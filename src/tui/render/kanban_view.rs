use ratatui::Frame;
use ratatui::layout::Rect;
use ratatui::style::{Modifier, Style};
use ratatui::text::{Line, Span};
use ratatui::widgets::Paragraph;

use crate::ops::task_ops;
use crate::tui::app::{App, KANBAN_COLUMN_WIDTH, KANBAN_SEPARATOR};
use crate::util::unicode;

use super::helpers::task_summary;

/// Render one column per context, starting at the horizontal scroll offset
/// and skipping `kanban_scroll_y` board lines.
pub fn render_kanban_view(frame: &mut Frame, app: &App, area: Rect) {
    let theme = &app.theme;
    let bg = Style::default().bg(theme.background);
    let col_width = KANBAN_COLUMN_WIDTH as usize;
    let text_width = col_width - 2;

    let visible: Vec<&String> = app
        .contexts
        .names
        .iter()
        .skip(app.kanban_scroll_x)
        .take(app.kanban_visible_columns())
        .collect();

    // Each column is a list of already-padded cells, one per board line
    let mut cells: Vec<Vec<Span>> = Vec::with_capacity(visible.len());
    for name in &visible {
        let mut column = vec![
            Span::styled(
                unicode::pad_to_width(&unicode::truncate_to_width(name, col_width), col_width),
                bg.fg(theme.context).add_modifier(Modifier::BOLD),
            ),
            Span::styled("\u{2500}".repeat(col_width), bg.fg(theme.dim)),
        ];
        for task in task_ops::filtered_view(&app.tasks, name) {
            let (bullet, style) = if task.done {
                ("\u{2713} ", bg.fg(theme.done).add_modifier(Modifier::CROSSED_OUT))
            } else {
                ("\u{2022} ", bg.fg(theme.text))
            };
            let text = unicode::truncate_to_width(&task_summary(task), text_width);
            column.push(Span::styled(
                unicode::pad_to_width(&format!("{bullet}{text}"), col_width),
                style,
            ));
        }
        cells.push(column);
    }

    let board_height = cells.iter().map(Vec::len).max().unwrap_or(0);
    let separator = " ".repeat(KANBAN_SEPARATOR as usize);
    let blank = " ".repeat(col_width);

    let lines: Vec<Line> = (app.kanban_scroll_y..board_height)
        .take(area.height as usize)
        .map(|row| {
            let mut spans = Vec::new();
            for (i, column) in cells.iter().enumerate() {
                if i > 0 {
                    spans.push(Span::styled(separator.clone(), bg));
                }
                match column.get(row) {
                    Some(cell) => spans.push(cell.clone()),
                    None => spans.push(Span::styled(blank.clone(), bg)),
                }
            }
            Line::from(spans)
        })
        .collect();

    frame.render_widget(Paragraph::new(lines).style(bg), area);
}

+-------+

Exercise directions — Would you reproduce the entire listing, keeping every line as it is?

Solution to this task —
filename src/tui/render/kanban_view.rs
use ratatui::Frame;
use ratatui::layout::Rect;
use ratatui::style::{Modifier, Style};
use ratatui::text::{Line, Span};
use ratatui::widgets::Paragraph;

use crate::ops::task_ops;
use crate::tui::app::{App, KANBAN_COLUMN_WIDTH, KANBAN_SEPARATOR};
use crate::util::unicode;

use super::helpers::task_summary;

/// Render one column per context, starting at the horizontal scroll offset
/// and skipping `kanban_scroll_y` board lines.
pub fn render_kanban_view(frame: &mut Frame, app: &App, area: Rect) {
    let theme = &app.theme;
    let bg = Style::default().bg(theme.background);
    let col_width = KANBAN_COLUMN_WIDTH as usize;
    let text_width = col_width - 2;

    let visible: Vec<&String> = app
        .contexts
        .names
        .iter()
        .skip(app.kanban_scroll_x)
        .take(app.kanban_visible_columns())
        .collect();

    // Each column is a list of already-padded cells, one per board line
    let mut cells: Vec<Vec<Span>> = Vec::with_capacity(visible.len());
    for name in &visible {
        let mut column = vec![
            Span::styled(
                unicode::pad_to_width(&unicode::truncate_to_width(name, col_width), col_width),
                bg.fg(theme.context).add_modifier(Modifier::BOLD),
            ),
            Span::styled("\u{2500}".repeat(col_width), bg.fg(theme.dim)),
        ];
        for task in task_ops::filtered_view(&app.tasks, name) {
            let (bullet, style) = if task.done {
                ("\u{2713} ", bg.fg(theme.done).add_modifier(Modifier::CROSSED_OUT))
            } else {
                ("\u{2022} ", bg.fg(theme.text))
            };
            let text = unicode::truncate_to_width(&task_summary(task), text_width);
            column.push(Span::styled(
                unicode::pad_to_width(&format!("{bullet}{text}"), col_width),
                style,
            ));
        }
        cells.push(column);
    }

    let board_height = cells.iter().map(Vec::len).max().unwrap_or(0);
    let separator = " ".repeat(KANBAN_SEPARATOR as usize);
    let blank = " ".repeat(col_width);

    let lines: Vec<Line> = (app.kanban_scroll_y..board_height)
        .take(area.height as usize)
        .map(|row| {
            let mut spans = Vec::new();
            for (i, column) in cells.iter().enumerate() {
                if i > 0 {
                    spans.push(Span::styled(separator.clone(), bg));
                }
                match column.get(row) {
                    Some(cell) => spans.push(cell.clone()),
                    None => spans.push(Span::styled(blank.clone(), bg)),
                }
            }
            Line::from(spans)
        })
        .collect();

    frame.render_widget(Paragraph::new(lines).style(bg), area);
}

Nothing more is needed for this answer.